The only instruments needed are a way to measure speed at different locations (bike computer with recording ability) and a clinometer that's accurate. 

To avoid wasting time with trial and error, first ride some similar trails near the new trail to be built and find a stretch of somewhat constant graded section that can be entered at the approximate design speed of the new trail. Find a stretch where it feels like speed is neither gained or lost (terminal velocity) and measure the grade with a clinometer. This grade should be close to the energy grade line (on the graph I drew above it would be below and parallel to the actual energy grade line). Record this grade for this design speed. If possible do this at different design speeds to get different energy grade line slopes; depending on the rider a trail designed for one speed might not be that fun.

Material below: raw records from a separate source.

//! Output module for run summaries and stored statistics
//!
//! This module handles:
//! - Printing the summary of a finished crawl run
//! - Reporting aggregate statistics from the comment store

pub mod stats;

pub use stats::{load_statistics, print_run_summary, print_statistics, CommentStatistics};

If possible, test the design energy grade line on the new trail by building a constant graded section. Find a way to ride into the trail at the design speed and see if that speed is maintained over the grade. If speed is gained over the test, the energy grade line is a shallower grade. If speed is lost, it is a steeper grade. Repeat this process as desired for accuracy to obtain the design energy grade line.

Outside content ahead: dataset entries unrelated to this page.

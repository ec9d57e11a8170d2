//! Comment extraction from a loaded post page
//!
//! Rendered comment items are read first. Only when none can be read does
//! extraction fall back to the page's embedded JSON-LD blocks, which some
//! pages hydrate from without rendering matching markup.

use crate::browser::PageDriver;
use crate::comment::RawComment;
use crate::harvest::loader::ITEM_SELECTORS;
use crate::harvest::step::StepOutcome;
use serde_json::Value;
use std::collections::HashSet;
use std::time::Duration;

/// Per-item text read budget
const ITEM_READ_TIMEOUT: Duration = Duration::from_millis(1500);

/// Per-block read budget for structured data
const LD_READ_TIMEOUT: Duration = Duration::from_millis(800);

const LD_SELECTOR: &str = "script[type='application/ld+json']";

/// Author names are cut to this many characters
pub const MAX_AUTHOR_CHARS: usize = 80;

/// What was extracted from one post page
#[derive(Debug, Clone, Default, PartialEq)]
pub struct Extraction {
    pub title: Option<String>,
    pub comments: Vec<RawComment>,
}

/// Reads comments out of a post page
#[derive(Debug, Clone, Copy, Default)]
pub struct CommentExtractor;

impl CommentExtractor {
    pub fn new() -> Self {
        Self
    }

    /// Extracts the page title and comments
    ///
    /// Unreadable items are skipped without aborting the batch. A page
    /// that cannot be read at all yields an empty extraction.
    pub async fn extract<P: PageDriver + ?Sized>(&self, page: &P) -> Extraction {
        let title = match page.title().await {
            Ok(title) => title.filter(|t| !t.trim().is_empty()),
            Err(e) => {
                tracing::debug!("Title unavailable: {}", e);
                None
            }
        };

        let mut comments = self.from_items(page).await;
        if comments.is_empty() {
            comments = self.from_structured_data(page).await;
            if !comments.is_empty() {
                tracing::info!(
                    "Recovered {} comments from structured data",
                    comments.len()
                );
            }
        }

        tracing::info!("Extracted {} comments", comments.len());
        Extraction { title, comments }
    }

    /// Primary path: text of the rendered comment items
    async fn from_items<P: PageDriver + ?Sized>(&self, page: &P) -> Vec<RawComment> {
        let mut seen = HashSet::new();
        let mut comments = Vec::new();

        'selectors: for selector in ITEM_SELECTORS {
            let count = match StepOutcome::from_result(page.count(selector).await) {
                StepOutcome::Success(n) => n,
                StepOutcome::Skip { .. } => continue,
                StepOutcome::Fail(e) => {
                    tracing::warn!("Comment extraction stopped: {}", e);
                    break;
                }
            };

            for index in 0..count {
                let text = match StepOutcome::from_result(
                    page.inner_text(selector, index, ITEM_READ_TIMEOUT).await,
                ) {
                    StepOutcome::Success(text) => text,
                    StepOutcome::Skip { reason } => {
                        tracing::debug!("Skipping {}[{}]: {}", selector, index, reason);
                        continue;
                    }
                    StepOutcome::Fail(e) => {
                        tracing::warn!("Comment extraction stopped: {}", e);
                        break 'selectors;
                    }
                };

                if let Some(comment) = parse_item_text(&text) {
                    if seen.insert((comment.author.clone(), comment.text.clone())) {
                        comments.push(comment);
                    }
                }
            }
        }

        comments
    }

    /// Fallback path: `comment` collections in JSON-LD blocks
    async fn from_structured_data<P: PageDriver + ?Sized>(&self, page: &P) -> Vec<RawComment> {
        let blocks = match page.count(LD_SELECTOR).await {
            Ok(n) => n,
            Err(e) => {
                tracing::debug!("Structured data unavailable: {}", e);
                return Vec::new();
            }
        };

        let mut comments = Vec::new();
        for index in 0..blocks {
            let raw = match page.inner_text(LD_SELECTOR, index, LD_READ_TIMEOUT).await {
                Ok(raw) => raw,
                Err(e) => {
                    tracing::debug!("Skipping structured data block {}: {}", index, e);
                    continue;
                }
            };
            match serde_json::from_str::<Value>(&raw) {
                Ok(value) => comments.extend(comments_from_json(&value)),
                Err(e) => tracing::debug!("Malformed structured data block {}: {}", index, e),
            }
        }
        comments
    }
}

/// Splits an item's visible text into author and body
///
/// The first non-empty line is the author (cut to [`MAX_AUTHOR_CHARS`]);
/// the remaining lines, joined by spaces, are the body. Returns `None`
/// when there is no text at all.
pub fn parse_item_text(text: &str) -> Option<RawComment> {
    let mut lines = text.lines().map(str::trim).filter(|l| !l.is_empty());
    let author: String = lines.next()?.chars().take(MAX_AUTHOR_CHARS).collect();
    let body = lines.collect::<Vec<_>>().join(" ");
    Some(RawComment::new(author, body))
}

/// Comments found in one parsed JSON-LD value
///
/// Accepts a single object, an array of objects, or an object with an
/// `@graph` array. Entries without text are dropped.
pub fn comments_from_json(value: &Value) -> Vec<RawComment> {
    match value {
        Value::Array(items) => items.iter().flat_map(comments_from_json).collect(),
        Value::Object(map) => {
            let mut comments: Vec<RawComment> = map
                .get("comment")
                .map(|c| match c {
                    Value::Array(entries) => entries.iter().filter_map(comment_entry).collect(),
                    single => comment_entry(single).into_iter().collect(),
                })
                .unwrap_or_default();
            if let Some(graph) = map.get("@graph") {
                comments.extend(comments_from_json(graph));
            }
            comments
        }
        _ => Vec::new(),
    }
}

fn comment_entry(entry: &Value) -> Option<RawComment> {
    let text = entry
        .get("text")
        .or_else(|| entry.get("commentText"))
        .and_then(Value::as_str)
        .map(str::trim)
        .filter(|t| !t.is_empty())?;

    let author = match entry.get("author") {
        Some(Value::String(name)) => name.clone(),
        Some(Value::Object(person)) => person
            .get("name")
            .and_then(Value::as_str)
            .unwrap_or_default()
            .to_string(),
        _ => String::new(),
    };

    Some(RawComment::new(author, text))
}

Doing this a builder could set a bunch of flags or tape of a different color on the trail to mark the energy grade line, then they would know they should be building below those markings at all times to maintain pedaless flow. If a faster section is built, increase the grade and drop farther away from the marked energy grade line, but decrease the grade to return closer to the energy grade line afterwards. This places grade reversals in the trail which will accommodate drainage while also providing the feeling of accelerating and decelerating for that roller-coaster feel. Additional energy will be lost going down the faster dips (drag is a non-constant function of velocity) and the energy grade line will need to be adjusted downward mentally or physically for these features, so maybe just make the energy grade line slightly steeper than it was discovered to be.

This is all still a lot of work just to figure out the slope to build a trail to, but it's something that can be done without coming up with an equation and doing a bunch of modelling on a computer. Changing the design speed mid-trail makes things more complicated still, but can be done if the different energy grade lines were determined prior to building the different design speed sections.

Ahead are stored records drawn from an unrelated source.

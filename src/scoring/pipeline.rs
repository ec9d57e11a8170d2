//! Rule and model scores combined into a flagged verdict

use crate::comment::{comment_id, RawComment, ScoredComment};
use crate::config::ScoringConfig;
use crate::scoring::model::{HttpToxicityModel, ModelError, ToxicityModel};
use crate::scoring::rules::{LexiconScorer, RuleScorer};
use std::collections::BTreeMap;
use std::sync::Arc;

/// Flag policy
///
/// A comment is flagged when its rule score reaches `rule_threshold`, or
/// when any single model dimension reaches `toxic_threshold`. One hot
/// dimension is enough, so this leans toward over-flagging.
pub fn is_flagged(
    rule_score: f64,
    model_scores: Option<&BTreeMap<String, f64>>,
    rule_threshold: f64,
    toxic_threshold: f64,
) -> bool {
    rule_score >= rule_threshold
        || model_scores.is_some_and(|scores| scores.values().any(|&p| p >= toxic_threshold))
}

/// Scores extracted comments
#[derive(Clone)]
pub struct ScoringPipeline {
    rules: Arc<dyn RuleScorer>,
    model: Option<Arc<dyn ToxicityModel>>,
    rule_threshold: f64,
    toxic_threshold: f64,
}

impl ScoringPipeline {
    /// Creates a rule-only pipeline
    pub fn new(rules: Arc<dyn RuleScorer>, config: &ScoringConfig) -> Self {
        Self {
            rules,
            model: None,
            rule_threshold: config.rule_threshold,
            toxic_threshold: config.toxic_threshold,
        }
    }

    /// Adds an ML model to the pipeline
    pub fn with_model(mut self, model: Arc<dyn ToxicityModel>) -> Self {
        self.model = Some(model);
        self
    }

    /// Builds the pipeline described by the configuration
    ///
    /// Uses the lexicon scorer, plus the HTTP model when `use_model` is set
    /// and an endpoint is configured.
    pub fn from_config(config: &ScoringConfig) -> Result<Self, ModelError> {
        let pipeline = Self::new(Arc::new(LexiconScorer::default()), config);
        match (&config.model_url, config.use_model) {
            (Some(url), true) => {
                tracing::info!("ML toxicity scoring enabled ({})", url);
                Ok(pipeline.with_model(Arc::new(HttpToxicityModel::new(url.clone())?)))
            }
            (None, true) => {
                tracing::warn!("ML scoring requested without a model URL; using rules only");
                Ok(pipeline)
            }
            _ => Ok(pipeline),
        }
    }

    pub fn has_model(&self) -> bool {
        self.model.is_some()
    }

    /// Scores every comment of one post
    ///
    /// # Arguments
    ///
    /// * `post_url` - URL the comments were read from
    /// * `post_title` - Page title, if any
    /// * `scraped_at` - Timestamp shared by every row of this pass
    /// * `comments` - Extracted comments
    ///
    /// # Returns
    ///
    /// One scored row per comment, in input order. If the model fails,
    /// every row carries no model scores and is judged on rules alone.
    pub async fn score(
        &self,
        post_url: &str,
        post_title: Option<&str>,
        scraped_at: &str,
        comments: &[RawComment],
    ) -> Vec<ScoredComment> {
        let model_scores = self.model_scores(comments).await;

        comments
            .iter()
            .zip(model_scores)
            .map(|(comment, model_scores)| {
                let rule_score = self.rules.score(&comment.text);
                let flagged = is_flagged(
                    rule_score,
                    model_scores.as_ref(),
                    self.rule_threshold,
                    self.toxic_threshold,
                );
                ScoredComment {
                    id: comment_id(post_url, &comment.author, &comment.text),
                    post_url: post_url.to_string(),
                    post_title: post_title.map(str::to_string),
                    author: comment.author.clone(),
                    text: comment.text.clone(),
                    scraped_at: scraped_at.to_string(),
                    rule_score,
                    model_scores,
                    flagged,
                }
            })
            .collect()
    }

    /// Per-comment model scores, `None` wherever the model has no answer
    async fn model_scores(&self, comments: &[RawComment]) -> Vec<Option<BTreeMap<String, f64>>> {
        let Some(model) = &self.model else {
            return vec![None; comments.len()];
        };
        let texts: Vec<String> = comments.iter().map(|c| c.text.clone()).collect();

        let predictions = match model.predict(&texts).await {
            Ok(predictions) => predictions,
            Err(e) => {
                tracing::warn!("Toxicity model unavailable, scoring with rules only: {}", e);
                return vec![None; comments.len()];
            }
        };

        (0..comments.len())
            .map(|i| {
                let row: Option<BTreeMap<String, f64>> = predictions
                    .iter()
                    .map(|(dimension, series)| series.get(i).map(|&p| (dimension.clone(), p)))
                    .collect();
                row.filter(|scores| !scores.is_empty())
            })
            .collect()
    }
}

I don't really expect anyone to go through the effort to do things this way, but I would love to hear about it if someone actually ever attempts it. I also would love to measure some really great dirt jump courses and see how close they are to a sinusoidal wave with an average grade parallel to the energy grade line. I'm also confident the best jumps are all parabolic, both on take off and landing, but I haven't measured any to find out. If anyone knows the answers to these questions, please let me know. Thanks.


----------



## slapheadmofo (Jun 9, 2006)

http://forums.mtbr.com/urban-dj-park/dj-pump-track-plans-402237.html


----------



## Coldfriction (Oct 31, 2009)

Another long post from me as another idea entered my head for determining energy grade line slopes. This method is for determining the energy grade line of a trail that's already built. I have a handheld gps unit that records elevations and location, as well as records speeds. Something similar would be needed for this method to work.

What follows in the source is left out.